We've already covered Green Plains's share price action, but we should also mention its total shareholder return (TSR). The TSR is a return calculation that accounts for the value of cash dividends (assuming that any dividend received was reinvested) and the calculated value of any discounted capital raisings and spin-offs. Its history of dividend payouts mean that Green Plains's TSR, which was a 46% drop over the last 5 years, was not as bad as the share price return.
A Different Perspective
While the broader market gained around 24% in the last year, Green Plains shareholders lost 11%. However, keep in mind that even the best stocks will sometimes underperform the market over a twelve month period. Unfortunately, longer term shareholders are suffering worse, given the loss of 12% doled out over the last five years. We would want clear information suggesting the company will grow, before taking the view that the share price will stabilize. It's always interesting to track share price performance over the longer term. But to understand Green Plains better, we need to consider many other factors. Take risks, for example - Green Plains has 2 warning signs (and 1 which shouldn't be ignored) we think you should know about.
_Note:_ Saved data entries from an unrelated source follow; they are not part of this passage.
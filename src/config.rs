//! Configuration
//!
//! Environment-driven application configuration, loaded once at startup and
//! validated before the server binds. Sections mirror the subsystems they
//! configure.

use std::path::PathBuf;
use std::str::FromStr;
use std::time::Duration;

use crate::utils::error::{AppError, AppResult};

/// HTTP server settings
#[derive(Debug, Clone)]
pub struct ServerSettings {
    pub host: String,
    pub port: u16,
}

/// Job manager settings
#[derive(Debug, Clone)]
pub struct TaskSettings {
    /// Worker slots consuming the job queue
    pub max_workers: usize,
    /// Queue bound; submissions past it are rejected with QueueFull
    pub max_pending_tasks: usize,
    /// Per-job wall-clock deadline from started_at
    pub task_timeout: Duration,
    /// Reaper tick interval
    pub cleanup_interval: Duration,
    /// How long terminal jobs are retained after finished_at
    pub retention: Duration,
}

/// Remote model settings
#[derive(Debug, Clone)]
pub struct LlmSettings {
    pub api_key: Option<String>,
    pub model: String,
    pub max_tokens: u32,
    pub base_url: Option<String>,
    /// Per-call timeout
    pub timeout: Duration,
    /// Assembled prompt budget, in characters
    pub max_input_length: usize,
    /// Response cap, in characters; longer responses are truncated
    pub max_output_length: usize,
    pub retry_attempts: u32,
    pub retry_delay: Duration,
}

/// Source summarizer settings
#[derive(Debug, Clone)]
pub struct AnalysisSettings {
    /// Accepted-file cap for one walk
    pub max_files: usize,
    /// Files larger than this are skipped entirely
    pub max_file_size: u64,
    /// Head lines read per file
    pub max_lines: usize,
    /// Per-file content cap in bytes
    pub max_content_length: usize,
    /// Aggregate content cap across the whole walk
    pub max_total_bytes: usize,
}

/// Request bounds
#[derive(Debug, Clone)]
pub struct SecuritySettings {
    pub max_idea_length: usize,
    pub max_output_name_length: usize,
    pub max_iterations: u32,
}

/// Filesystem layout
#[derive(Debug, Clone)]
pub struct StorageSettings {
    pub output_dir: PathBuf,
    pub prompts_dir: PathBuf,
    pub templates_dir: PathBuf,
    pub conversations_db_path: PathBuf,
    pub user_prompts_path: PathBuf,
}

/// Top-level application configuration
#[derive(Debug, Clone)]
pub struct Config {
    pub server: ServerSettings,
    pub tasks: TaskSettings,
    pub llm: LlmSettings,
    pub analysis: AnalysisSettings,
    pub security: SecuritySettings,
    pub storage: StorageSettings,
}

fn env_string(key: &str, default: &str) -> String {
    std::env::var(key).unwrap_or_else(|_| default.to_string())
}

fn env_opt(key: &str) -> Option<String> {
    std::env::var(key).ok().filter(|v| !v.trim().is_empty())
}

fn env_parse<T: FromStr>(key: &str, default: T) -> AppResult<T> {
    match std::env::var(key) {
        Ok(raw) => raw
            .trim()
            .parse::<T>()
            .map_err(|_| AppError::config(format!("环境变量 {} 的值无效: {}", key, raw))),
        Err(_) => Ok(default),
    }
}

fn env_secs(key: &str, default_secs: u64) -> AppResult<Duration> {
    Ok(Duration::from_secs(env_parse(key, default_secs)?))
}

impl Config {
    /// Load configuration from the process environment, applying defaults.
    pub fn from_env() -> AppResult<Self> {
        let config = Self {
            server: ServerSettings {
                host: env_string("HOST", "0.0.0.0"),
                port: env_parse("PORT", 8081)?,
            },
            tasks: TaskSettings {
                max_workers: env_parse("MAX_WORKERS", 3)?,
                max_pending_tasks: env_parse("MAX_PENDING_TASKS", 100)?,
                task_timeout: env_secs("TASK_TIMEOUT", 1800)?,
                cleanup_interval: env_secs("CLEANUP_INTERVAL", 3600)?,
                retention: env_secs("TASK_RETENTION", 24 * 3600)?,
            },
            llm: LlmSettings {
                api_key: env_opt("ANTHROPIC_API_KEY"),
                model: env_string("ANTHROPIC_MODEL", "claude-3-5-sonnet-20241022"),
                max_tokens: env_parse("ANTHROPIC_MAX_TOKENS", 8192)?,
                base_url: env_opt("ANTHROPIC_BASE_URL"),
                timeout: env_secs("LLM_TIMEOUT", 300)?,
                max_input_length: env_parse("MAX_INPUT_LENGTH", 100_000)?,
                max_output_length: env_parse("MAX_OUTPUT_LENGTH", 2_000_000)?,
                retry_attempts: env_parse("RETRY_ATTEMPTS", 3)?,
                retry_delay: env_secs("RETRY_DELAY", 5)?,
            },
            analysis: AnalysisSettings {
                max_files: env_parse("MAX_FILES", 200)?,
                max_file_size: env_parse("MAX_FILE_SIZE", 1024 * 1024)?,
                max_lines: env_parse("MAX_LINES", 80)?,
                max_content_length: env_parse("MAX_CONTENT_LENGTH", 50 * 1024)?,
                max_total_bytes: env_parse("MAX_TOTAL_BYTES", 4 * 1024 * 1024)?,
            },
            security: SecuritySettings {
                max_idea_length: env_parse("MAX_IDEA_LENGTH", 50_000)?,
                max_output_name_length: env_parse("MAX_OUTPUT_NAME_LENGTH", 100)?,
                max_iterations: env_parse("MAX_ITERATIONS", 10)?,
            },
            storage: StorageSettings {
                output_dir: PathBuf::from(env_string("OUTPUT_DIR", "output")),
                prompts_dir: PathBuf::from(env_string("PROMPTS_DIR", "prompts")),
                templates_dir: PathBuf::from(env_string("TEMPLATES_DIR", "templates")),
                conversations_db_path: PathBuf::from(env_string(
                    "CONVERSATIONS_DB_PATH",
                    "data/conversations.db",
                )),
                user_prompts_path: PathBuf::from(env_string(
                    "USER_PROMPTS_PATH",
                    "data/user_prompts.json",
                )),
            },
        };

        config.validate()?;
        Ok(config)
    }

    /// Validate cross-field constraints before the server starts.
    pub fn validate(&self) -> AppResult<()> {
        if self.server.port == 0 {
            return Err(AppError::config("无效的端口号: 0"));
        }
        if self.tasks.max_workers == 0 {
            return Err(AppError::config("MAX_WORKERS 必须大于 0"));
        }
        if self.tasks.task_timeout.is_zero() {
            return Err(AppError::config("TASK_TIMEOUT 必须大于 0"));
        }
        if self.llm.timeout.is_zero() {
            return Err(AppError::config("LLM_TIMEOUT 必须大于 0"));
        }
        if self.llm.max_input_length == 0 {
            return Err(AppError::config("MAX_INPUT_LENGTH 必须大于 0"));
        }
        if self.llm.max_tokens == 0 {
            return Err(AppError::config("ANTHROPIC_MAX_TOKENS 必须大于 0"));
        }
        if self.analysis.max_files == 0 {
            return Err(AppError::config("MAX_FILES 必须大于 0"));
        }
        if self.security.max_iterations == 0 {
            return Err(AppError::config("MAX_ITERATIONS 必须大于 0"));
        }
        if self.llm.api_key.is_none() {
            tracing::warn!("ANTHROPIC_API_KEY 未设置，LLM 调用将会失败");
        }
        Ok(())
    }

    /// Ensure all configured directories exist.
    pub fn ensure_directories(&self) -> AppResult<()> {
        std::fs::create_dir_all(&self.storage.output_dir)?;
        if let Some(parent) = self.storage.conversations_db_path.parent() {
            std::fs::create_dir_all(parent)?;
        }
        if let Some(parent) = self.storage.user_prompts_path.parent() {
            std::fs::create_dir_all(parent)?;
        }
        Ok(())
    }
}

impl Default for Config {
    fn default() -> Self {
        Self {
            server: ServerSettings {
                host: "0.0.0.0".to_string(),
                port: 8081,
            },
            tasks: TaskSettings {
                max_workers: 3,
                max_pending_tasks: 100,
                task_timeout: Duration::from_secs(1800),
                cleanup_interval: Duration::from_secs(3600),
                retention: Duration::from_secs(24 * 3600),
            },
            llm: LlmSettings {
                api_key: None,
                model: "claude-3-5-sonnet-20241022".to_string(),
                max_tokens: 8192,
                base_url: None,
                timeout: Duration::from_secs(300),
                max_input_length: 100_000,
                max_output_length: 2_000_000,
                retry_attempts: 3,
                retry_delay: Duration::from_secs(5),
            },
            analysis: AnalysisSettings {
                max_files: 200,
                max_file_size: 1024 * 1024,
                max_lines: 80,
                max_content_length: 50 * 1024,
                max_total_bytes: 4 * 1024 * 1024,
            },
            security: SecuritySettings {
                max_idea_length: 50_000,
                max_output_name_length: 100,
                max_iterations: 10,
            },
            storage: StorageSettings {
                output_dir: PathBuf::from("output"),
                prompts_dir: PathBuf::from("prompts"),
                templates_dir: PathBuf::from("templates"),
                conversations_db_path: PathBuf::from("data/conversations.db"),
                user_prompts_path: PathBuf::from("data/user_prompts.json"),
            },
        }
    }
}

#[cfg(test)]
mod tests {
    use super::*;

    #[test]
    fn test_default_config_is_valid() {
        let config = Config::default();
        assert!(config.validate().is_ok());
        assert_eq!(config.server.port, 8081);
        assert_eq!(config.tasks.max_workers, 3);
        assert_eq!(config.llm.retry_attempts, 3);
        assert_eq!(config.analysis.max_files, 200);
    }

    #[test]
    fn test_zero_workers_rejected() {
        let mut config = Config::default();
        config.tasks.max_workers = 0;
        assert!(config.validate().is_err());
    }

    #[test]
    fn test_zero_port_rejected() {
        let mut config = Config::default();
        config.server.port = 0;
        assert!(config.validate().is_err());
    }
}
There are plenty of other companies that have insiders buying up shares. You probably do not want to miss this free list of growing companies that insiders are buying.
Please note, the market returns quoted in this article reflect the market weighted average returns of stocks that currently trade on US exchanges.
If you spot an error that warrants correction, please contact the editor at email@example.com. This article by Simply Wall St is general in nature. It does not constitute a recommendation to buy or sell any stock, and does not take account of your objectives, or your financial situation. Simply Wall St has no position in the stocks mentioned.